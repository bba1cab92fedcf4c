use chrono::{DateTime, NaiveDate};
use serde::{Deserialize, Serialize};

/// One daily record as returned by the upstream histoday endpoint.
///
/// Extra fields in the payload (volumes, conversion info) are ignored.
#[derive(Debug, Clone, Copy, PartialEq, Serialize, Deserialize)]
pub struct DailyBar {
    /// Epoch seconds of the day's open (UTC midnight).
    pub time: i64,
    pub open: f64,
    pub high: f64,
    pub low: f64,
    pub close: f64,
}

impl DailyBar {
    /// Calendar date of this bar, `None` for out-of-range timestamps.
    pub fn date(&self) -> Option<NaiveDate> {
        DateTime::from_timestamp(self.time, 0).map(|dt| dt.date_naive())
    }
}

/// A daily OHLC record keyed by calendar date.
///
/// Price relations (high >= low etc.) are trusted from the source.
#[derive(Debug, Clone, Copy, PartialEq, Serialize, Deserialize)]
pub struct OhlcRecord {
    pub date: NaiveDate,
    pub open: f64,
    pub high: f64,
    pub low: f64,
    pub close: f64,
}

impl OhlcRecord {
    pub fn from_bar(bar: &DailyBar) -> Option<Self> {
        Some(Self {
            date: bar.date()?,
            open: bar.open,
            high: bar.high,
            low: bar.low,
            close: bar.close,
        })
    }
}

/// Records strictly ascending by date, no duplicate dates. Gaps are allowed.
#[derive(Debug, Clone, Default, PartialEq, Serialize, Deserialize)]
pub struct OhlcSeries {
    records: Vec<OhlcRecord>,
}

impl OhlcSeries {
    pub fn empty() -> Self {
        Self::default()
    }

    /// Builds a series from records in any order.
    ///
    /// Records are sorted by date and later duplicates of a date are dropped.
    pub fn from_records(mut records: Vec<OhlcRecord>) -> Self {
        records.sort_by_key(|r| r.date);
        records.dedup_by_key(|r| r.date);
        Self { records }
    }

    pub fn records(&self) -> &[OhlcRecord] {
        &self.records
    }

    pub fn len(&self) -> usize {
        self.records.len()
    }

    pub fn is_empty(&self) -> bool {
        self.records.is_empty()
    }

    pub fn first_date(&self) -> Option<NaiveDate> {
        self.records.first().map(|r| r.date)
    }

    pub fn last_date(&self) -> Option<NaiveDate> {
        self.records.last().map(|r| r.date)
    }

    pub fn highs(&self) -> Vec<f64> {
        self.records.iter().map(|r| r.high).collect()
    }

    pub fn lows(&self) -> Vec<f64> {
        self.records.iter().map(|r| r.low).collect()
    }

    pub fn iter(&self) -> std::slice::Iter<'_, OhlcRecord> {
        self.records.iter()
    }
}

impl<'a> IntoIterator for &'a OhlcSeries {
    type Item = &'a OhlcRecord;
    type IntoIter = std::slice::Iter<'a, OhlcRecord>;

    fn into_iter(self) -> Self::IntoIter {
        self.records.iter()
    }
}

#[cfg(test)]
mod tests {
    use super::*;

    fn record(y: i32, m: u32, d: u32, close: f64) -> OhlcRecord {
        OhlcRecord {
            date: NaiveDate::from_ymd_opt(y, m, d).unwrap(),
            open: close,
            high: close,
            low: close,
            close,
        }
    }

    #[test]
    fn test_from_records_sorts_and_dedups() {
        let series = OhlcSeries::from_records(vec![
            record(2024, 1, 3, 3.0),
            record(2024, 1, 1, 1.0),
            record(2024, 1, 3, 99.0),
            record(2024, 1, 2, 2.0),
        ]);

        let closes: Vec<f64> = series.iter().map(|r| r.close).collect();
        assert_eq!(series.len(), 3);
        assert_eq!(closes[0], 1.0);
        assert_eq!(closes[1], 2.0);
        // Stable sort keeps the first record seen for a duplicated date.
        assert_eq!(closes[2], 3.0);
    }

    #[test]
    fn test_bar_date_conversion() {
        let bar = DailyBar {
            time: 1_704_067_200,
            open: 1.0,
            high: 2.0,
            low: 0.5,
            close: 1.5,
        };
        let rec = OhlcRecord::from_bar(&bar).unwrap();
        assert_eq!(rec.date, NaiveDate::from_ymd_opt(2024, 1, 1).unwrap());
        assert_eq!(rec.high, 2.0);
    }
}
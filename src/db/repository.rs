//! Joke repository on top of a [`DocumentStore`].
//!
//! Loads the whole collection for list and random operations and forwards
//! revision tokens to the store on writes.

use std::sync::Arc;

use parking_lot::Mutex;
use rand::seq::SliceRandom;
use rand::Rng;
use serde_json::Value;

use super::DocumentStore;
use crate::errors::AppError;
use crate::models::{is_system_id, Joke, NewJoke, UpdateJokeRequest, WriteResult};

/// Repository for joke documents.
pub struct JokeRepository {
    store: Arc<dyn DocumentStore>,
    /// Id handed out by the previous random pick. Local to this instance.
    last_random_id: Mutex<Option<String>>,
}

impl JokeRepository {
    pub fn new(store: Arc<dyn DocumentStore>) -> Self {
        Self {
            store,
            last_random_id: Mutex::new(None),
        }
    }

    /// List all jokes in store order, without system documents.
    pub async fn list_jokes(&self) -> Result<Vec<Joke>, AppError> {
        let docs = self.store.list().await?;
        Ok(docs.into_iter().filter_map(decode_listed).collect())
    }

    /// Get a joke by ID.
    pub async fn get_joke(&self, id: &str) -> Result<Option<Joke>, AppError> {
        if is_system_id(id) {
            return Ok(None);
        }

        match self.store.get(id).await? {
            Some(doc) => Ok(Some(Joke::from_document(doc)?)),
            None => Ok(None),
        }
    }

    /// Pick a random joke, never the same one twice in a row when there is a choice.
    pub async fn random_joke(&self) -> Result<Option<Joke>, AppError> {
        let jokes = self.list_jokes().await?;

        let mut last = self.last_random_id.lock();
        let picked = pick_random(&jokes, last.as_deref(), &mut rand::thread_rng()).cloned();
        if let Some(joke) = &picked {
            *last = Some(joke.id.clone());
        }

        Ok(picked)
    }

    /// Create a new joke; the store assigns id and revision.
    pub async fn create_joke(&self, joke: &NewJoke) -> Result<WriteResult, AppError> {
        self.store.insert(serde_json::to_value(joke)?).await
    }

    /// Update a joke by merging `changes` onto a fresh read of the document.
    ///
    /// The revision always comes from that read, so a concurrent writer landing
    /// between read and write surfaces as [`AppError::Conflict`] from the store.
    pub async fn update_joke(
        &self,
        id: &str,
        changes: &UpdateJokeRequest,
    ) -> Result<WriteResult, AppError> {
        let not_found = || AppError::NotFound(format!("Joke {} not found", id));

        if is_system_id(id) {
            return Err(not_found());
        }

        let existing = self.store.get(id).await?.ok_or_else(not_found)?;
        let current = Joke::from_document(existing.clone())?;
        let Value::Object(mut doc) = existing else {
            return Err(AppError::Store(format!("Document {} is not an object", id)));
        };

        // Rewrite legacy bodies to setup/punchline so the merge below sticks
        doc.remove("joke");
        doc.insert("setup".into(), Value::String(current.setup));
        doc.insert("punchline".into(), Value::String(current.punchline));

        changes.apply_to(&mut doc);
        doc.insert("_id".into(), Value::String(id.to_string()));

        self.store.insert(Value::Object(doc)).await
    }
}

/// Uniform pick over `jokes`, redrawing while it lands on `last`.
///
/// Falls back to a plain draw when every entry carries the `last` id.
pub fn pick_random<'a, R: Rng + ?Sized>(
    jokes: &'a [Joke],
    last: Option<&str>,
    rng: &mut R,
) -> Option<&'a Joke> {
    if jokes.len() <= 1 {
        return jokes.first();
    }

    let differs = |joke: &Joke| Some(joke.id.as_str()) != last;
    if !jokes.iter().any(differs) {
        return jokes.choose(rng);
    }

    loop {
        let candidate = jokes.choose(rng)?;
        if differs(candidate) {
            return Some(candidate);
        }
    }
}

fn decode_listed(doc: Value) -> Option<Joke> {
    let id = doc.get("_id").and_then(Value::as_str).unwrap_or_default();
    if is_system_id(id) {
        return None;
    }

    let id = id.to_string();
    match Joke::from_document(doc) {
        Ok(joke) => Some(joke),
        Err(e) => {
            tracing::warn!("Skipping document {} with unknown shape: {}", id, e);
            None
        }
    }
}
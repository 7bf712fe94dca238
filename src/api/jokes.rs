//! Joke API endpoints.

use axum::{
    extract::{rejection::JsonRejection, Path, State},
    http::StatusCode,
    Json,
};

use super::{json_body, ApiResult};
use crate::errors::AppError;
use crate::models::{CreateJokeRequest, Joke, UpdateJokeRequest, UpdateResult, WriteResult};
use crate::AppState;

/// GET /jokes - List all jokes.
pub async fn list_jokes(State(state): State<AppState>) -> ApiResult<Json<Vec<Joke>>> {
    Ok(Json(state.jokes.list_jokes().await?))
}

/// GET /jokes/random - A random joke, not the one returned last time.
pub async fn random_joke(State(state): State<AppState>) -> ApiResult<Json<Joke>> {
    match state.jokes.random_joke().await? {
        Some(joke) => Ok(Json(joke)),
        None => Err(AppError::NotFound("No jokes available".to_string())),
    }
}

/// GET /jokes/:id - Get a single joke.
pub async fn get_joke(
    State(state): State<AppState>,
    Path(id): Path<String>,
) -> ApiResult<Json<Joke>> {
    match state.jokes.get_joke(&id).await? {
        Some(joke) => Ok(Json(joke)),
        None => Err(AppError::NotFound("Joke not found".to_string())),
    }
}

/// POST /jokes - Create a new joke.
pub async fn create_joke(
    State(state): State<AppState>,
    payload: Result<Json<CreateJokeRequest>, JsonRejection>,
) -> ApiResult<(StatusCode, Json<WriteResult>)> {
    let request = json_body(payload)?;
    let result = state.jokes.create_joke(request).await?;
    Ok((StatusCode::CREATED, Json(result)))
}

/// PUT /jokes/:id - Update a joke.
pub async fn update_joke(
    State(state): State<AppState>,
    Path(id): Path<String>,
    payload: Result<Json<UpdateJokeRequest>, JsonRejection>,
) -> ApiResult<Json<UpdateResult>> {
    let changes = json_body(payload)?;
    match state.jokes.update_joke(&id, &changes).await {
        Ok(result) => Ok(Json(result)),
        Err(AppError::NotFound(_)) => Err(AppError::NotFound("Joke not found".to_string())),
        Err(e) => Err(e),
    }
}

━━━━━━━━━━━━━━━━━━━━

*Task details*. Across the entries above, find the lines with the string "when" and copy them.

*Reply to the exercise*.
    /// Pick a random joke, never the same one twice in a row when there is a choice.
/// Falls back to a plain draw when every entry carries the `last` id.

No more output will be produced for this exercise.